Jan Mayen Island Arctic Norway
Norway

34 Croisières disponibles Au départ ou passage à ce port

Il existe des îles que même les grands voyageurs ne verront jamais. Jan Mayen appartient à cette catégorie. Perdue dans l'Atlantique Nord entre l'Islande et le Svalbard, cette possession norvégienne longue d'une cinquantaine de kilomètres n'accueille ni port, ni hôtel, ni population permanente autre que l'équipe d'une station météorologique. Seule une poignée de navires d'expédition s'en approchent chaque année, et leurs passagers rejoignent alors un cercle très restreint : celui des gens qui ont posé le pied sur l'une des terres les plus solitaires de l'hémisphère Nord.

Le Beerenberg, géant sous les nuages

L'île entière vit sous la présence du Beerenberg, volcan couvert de glaciers qui culmine à 2 277 mètres directement au-dessus de la mer. Il s'agit du volcan actif émergé le plus septentrional de la planète; sa dernière éruption remonte à 1985. Le sommet se cache souvent dans les nuages, et c'est justement ce qui rend l'approche fascinante : pendant des heures, le cône se devine, se voile, puis se découvre parfois d'un seul coup, immense, avec ses langues glaciaires qui descendent jusqu'à l'eau noire. Les photographes restent sur le pont, au cas où.

Un débarquement jamais garanti

Aucune infrastructure n'attend les visiteurs : les zodiacs visent le plus souvent Kvalrossbukta, la « baie des morses », une anse relativement abritée de la côte ouest bordée de sable volcanique sombre. La houle, le brouillard et les autorisations environnementales décident du programme, et les expéditions les mieux planifiées repartent parfois sans avoir accosté. Les compagnies le disent d'ailleurs clairement : Jan Mayen se tente, elle ne se réserve pas. Cette incertitude fait partie du contrat, et les passagers qui débarquent savourent leur chance à sa juste mesure.

Marcher sur une terre neuve

À terre, le décor tient du commencement du monde : plages de sable noir jonchées de bois flotté arrivé de Sibérie par les courants, coulées de lave figées sous la mousse, crêtes battues par le vent. Le sol volcanique, sombre et spongieux par endroits, garde longtemps la trace des pas : les guides imposent pour cette raison des itinéraires précis. Les marches proposées suivent des itinéraires simples, parfois jusqu'à un point de vue sur la station d'Olonkinbyen, où une vingtaine de techniciens et de météorologues norvégiens se relaient loin de tout.
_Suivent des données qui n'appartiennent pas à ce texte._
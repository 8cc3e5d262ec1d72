//! Scroll State - header compaction, hide-on-scroll and the active section
//!
//! This module owns all page-scroll derived state:
//! - `scrolled` flag (header compaction)
//! - header hide/show from scroll direction
//! - which section is currently active for nav highlighting
//! - hero parallax offset

use serde::{Deserialize, Serialize};
use tracing::trace;

use crate::config::Thresholds;
use crate::constants;

/// A page section, fixed at load
#[derive(Debug, Clone, PartialEq, Serialize, Deserialize)]
pub struct Section {
    /// Element id, also the nav anchor (`#id`)
    pub id: String,
    /// Document offset of the section's top edge (px)
    pub top: f64,
    /// Section height (px)
    pub height: f64,
}

#[derive(Debug, Clone, Copy, PartialEq, Eq, Serialize)]
#[serde(rename_all = "snake_case")]
pub enum ScrollDirection {
    Up,
    Down,
}

#[derive(Debug, Clone, Copy, PartialEq, Eq, Serialize)]
#[serde(rename_all = "snake_case")]
pub enum HeaderVisibility {
    Shown,
    Hidden,
}

/// Result of a single scroll event
#[derive(Debug, Clone, Copy, PartialEq)]
pub struct ScrollUpdate {
    pub scrolled: bool,
    pub header: HeaderVisibility,
    /// Index into the tracker's sections, None only when no sections exist
    pub active_section: Option<usize>,
    /// True if the active section differs from the previous event
    pub section_changed: bool,
}

/// Tracks page scroll position and everything derived from it
#[derive(Debug, Clone)]
pub struct ScrollTracker {
    thresholds: Thresholds,
    /// Sorted by `top`
    sections: Vec<Section>,
    last_offset: f64,
    direction: ScrollDirection,
    scrolled: bool,
    header: HeaderVisibility,
    active: Option<usize>,
}

impl ScrollTracker {
    /// Create a tracker at the top of the page. The first section starts active.
    pub fn new(mut sections: Vec<Section>, thresholds: Thresholds) -> Self {
        sections.sort_by(|a, b| a.top.total_cmp(&b.top));
        let active = if sections.is_empty() { None } else { Some(0) };
        Self {
            thresholds,
            sections,
            last_offset: 0.0,
            direction: ScrollDirection::Down,
            scrolled: false,
            header: HeaderVisibility::Shown,
            active,
        }
    }

    /// Apply a scroll event at `offset`
    pub fn on_scroll(&mut self, offset: f64) -> ScrollUpdate {
        // Overscroll bounce can report negative offsets
        let offset = offset.max(0.0);

        self.scrolled = offset > self.thresholds.scrolled;

        if offset > self.last_offset {
            self.direction = ScrollDirection::Down;
        } else if offset < self.last_offset {
            self.direction = ScrollDirection::Up;
        }

        self.header = if offset > self.thresholds.hide_header && offset > self.last_offset {
            HeaderVisibility::Hidden
        } else {
            HeaderVisibility::Shown
        };
        self.last_offset = offset;

        let active = self.section_at(offset);
        let section_changed = active != self.active;
        self.active = active;

        trace!(offset, scrolled = self.scrolled, header = ?self.header, ?active, "scroll");

        ScrollUpdate {
            scrolled: self.scrolled,
            header: self.header,
            active_section: active,
            section_changed,
        }
    }

    /// Section whose activation range contains `offset`, clamped at the page extremes
    ///
    /// A section's range is `[top - section_offset, top - section_offset + height)`.
    /// Offsets before the first range map to the first section; offsets past
    /// the last range or inside a gap map to the nearest section above.
    pub fn section_at(&self, offset: f64) -> Option<usize> {
        if self.sections.is_empty() {
            return None;
        }

        let start = |s: &Section| s.top - self.thresholds.section_offset;

        if let Some(idx) = self
            .sections
            .iter()
            .position(|s| offset >= start(s) && offset < start(s) + s.height)
        {
            return Some(idx);
        }

        let above = self.sections.iter().rposition(|s| start(s) <= offset);
        Some(above.unwrap_or(0))
    }

    /// Hero background transform for the current offset
    pub fn parallax_offset(&self) -> f64 {
        self.last_offset * self.thresholds.parallax_rate
    }

    pub fn parallax_transform(&self) -> String {
        format!(
            "translate3d(0, {}px, 0) scale({})",
            self.parallax_offset(),
            constants::scroll::PARALLAX_SCALE
        )
    }

    pub fn offset(&self) -> f64 {
        self.last_offset
    }

    pub fn direction(&self) -> ScrollDirection {
        self.direction
    }

    pub fn is_scrolled(&self) -> bool {
        self.scrolled
    }

    pub fn header(&self) -> HeaderVisibility {
        self.header
    }

    pub fn active_section(&self) -> Option<&Section> {
        self.active.and_then(|idx| self.sections.get(idx))
    }

    pub fn sections(&self) -> &[Section] {
        &self.sections
    }

    pub fn find_section(&self, id: &str) -> Option<&Section> {
        self.sections.iter().find(|s| s.id == id)
    }
}
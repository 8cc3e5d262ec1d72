//! Hover tooltips for `[data-tooltip]` elements

use serde::Deserialize;

#[derive(Debug, Clone, PartialEq, Eq, Deserialize)]
pub struct TooltipSpec {
    /// Owning element id
    pub id: String,
    pub text: String,
}

#[derive(Debug, Clone, PartialEq, Eq)]
pub struct Tooltip {
    pub id: String,
    pub text: String,
    pub visible: bool,
}

impl Tooltip {
    pub fn opacity(&self) -> f32 {
        if self.visible {
            1.0
        } else {
            0.0
        }
    }

    pub fn transform(&self) -> &'static str {
        if self.visible {
            "translate(-50%, 0)"
        } else {
            "translate(-50%, 10px)"
        }
    }
}

#[derive(Debug, Clone, Default)]
pub struct Tooltips {
    items: Vec<Tooltip>,
}

impl Tooltips {
    pub fn new(specs: Vec<TooltipSpec>) -> Self {
        Self {
            items: specs
                .into_iter()
                .map(|s| Tooltip {
                    id: s.id,
                    text: s.text,
                    visible: false,
                })
                .collect(),
        }
    }

    /// mouseenter
    pub fn enter(&mut self, id: &str) -> bool {
        self.set_visible(id, true)
    }

    /// mouseleave
    pub fn leave(&mut self, id: &str) -> bool {
        self.set_visible(id, false)
    }

    fn set_visible(&mut self, id: &str, visible: bool) -> bool {
        match self.items.iter_mut().find(|t| t.id == id) {
            Some(tooltip) => {
                tooltip.visible = visible;
                true
            }
            None => false,
        }
    }

    pub fn iter(&self) -> impl Iterator<Item = &Tooltip> {
        self.items.iter()
    }
}

#[cfg(test)]
mod tests {
    use super::*;

    #[test]
    fn test_enter_and_leave() {
        let mut tips = Tooltips::new(vec![TooltipSpec {
            id: "warranty".into(),
            text: "10 year warranty".into(),
        }]);
        assert!(tips.iter().all(|t| !t.visible));

        assert!(tips.enter("warranty"));
        let tip = tips.iter().next().unwrap();
        assert_eq!(tip.opacity(), 1.0);
        assert_eq!(tip.transform(), "translate(-50%, 0)");

        assert!(tips.leave("warranty"));
        assert!(!tips.iter().next().unwrap().visible);
        assert!(!tips.enter("missing"));
    }
}
//! Body scroll lock shared by the modal surfaces
//!
//! The menu and the lightbox both need the page body frozen while they are
//! open. The lock tracks *who* holds it, so one surface closing never unlocks
//! the page while another is still open.

use std::collections::BTreeSet;

use serde::Serialize;
use tracing::debug;

/// A surface that can hold the scroll lock
#[derive(Debug, Clone, Copy, PartialEq, Eq, PartialOrd, Ord, Hash, Serialize)]
#[serde(rename_all = "snake_case")]
pub enum LockHolder {
    Menu,
    Lightbox,
}

/// Set of surfaces currently holding the body scroll lock
#[derive(Debug, Default, Clone)]
pub struct ScrollLock {
    holders: BTreeSet<LockHolder>,
}

impl ScrollLock {
    pub fn new() -> Self {
        Self::default()
    }

    /// Take the lock on behalf of `holder`. Returns false if it already held it.
    pub fn acquire(&mut self, holder: LockHolder) -> bool {
        let inserted = self.holders.insert(holder);
        if inserted {
            debug!(?holder, holders = self.holders.len(), "scroll lock acquired");
        }
        inserted
    }

    /// Drop `holder`'s claim. The page only unlocks once no holder remains.
    pub fn release(&mut self, holder: LockHolder) -> bool {
        let removed = self.holders.remove(&holder);
        if removed {
            debug!(?holder, holders = self.holders.len(), "scroll lock released");
        }
        removed
    }

    /// Whether the body must not scroll
    pub fn is_locked(&self) -> bool {
        !self.holders.is_empty()
    }

    pub fn is_held_by(&self, holder: LockHolder) -> bool {
        self.holders.contains(&holder)
    }

    pub fn holders(&self) -> impl Iterator<Item = LockHolder> + '_ {
        self.holders.iter().copied()
    }
}

#[cfg(test)]
mod tests {
    use super::*;

    #[test]
    fn test_lock_released_only_when_all_holders_leave() {
        let mut lock = ScrollLock::new();
        lock.acquire(LockHolder::Menu);
        lock.acquire(LockHolder::Lightbox);

        lock.release(LockHolder::Lightbox);
        assert!(lock.is_locked());
        assert!(lock.is_held_by(LockHolder::Menu));

        lock.release(LockHolder::Menu);
        assert!(!lock.is_locked());
    }

    #[test]
    fn test_acquire_and_release_are_idempotent() {
        let mut lock = ScrollLock::new();
        assert!(lock.acquire(LockHolder::Menu));
        assert!(!lock.acquire(LockHolder::Menu));
        assert_eq!(lock.holders().count(), 1);

        assert!(lock.release(LockHolder::Menu));
        assert!(!lock.release(LockHolder::Menu));
        assert!(!lock.is_locked());
    }
}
Les oiseaux marins nichent en nombre sur les caps, et les eaux riches qui entourent l'île attirent baleines et dauphins, souvent aperçus depuis le navire pendant l'approche.

Une histoire de chasseurs et de savants

Les baleiniers hollandais du XVIIe siècle furent les premiers à exploiter ces rivages, comme en témoignent encore quelques vestiges discrets dans les baies. Vinrent ensuite les trappeurs, puis les scientifiques, seuls occupants permanents depuis près d'un siècle. Marcher ici, c'est mettre ses pas dans très peu de pas : la nature n'a presque jamais eu à composer avec l'être humain, et cela se sent à chaque instant.

Ce qu'il faut savoir

  • Le débarquement dépend entièrement de la météo et de l'état de la mer; aucune compagnie ne peut le garantir.
  • Prévoyez bottes étanches pour les sorties en zodiac et plusieurs couches chaudes : le vent est constant.
  • L'île est protégée en réserve naturelle : on ne rapporte ni pierre, ni bois flotté, ni souvenir autre que ses photos.

L'île qui reste avec vous

Au moment du départ, le Beerenberg s'efface lentement dans la brume, et le navire retrouve la pleine mer pour un jour ou deux avant la prochaine terre. C'est souvent là, accoudé au bastingage, que l'on mesure ce qui vient de se passer : avoir vu, peut-être foulé, une île que la plupart des atlas mentionnent à peine. Jan Mayen n'offre rien à acheter et tout à ressentir, et c'est exactement pour cela qu'on la recherche.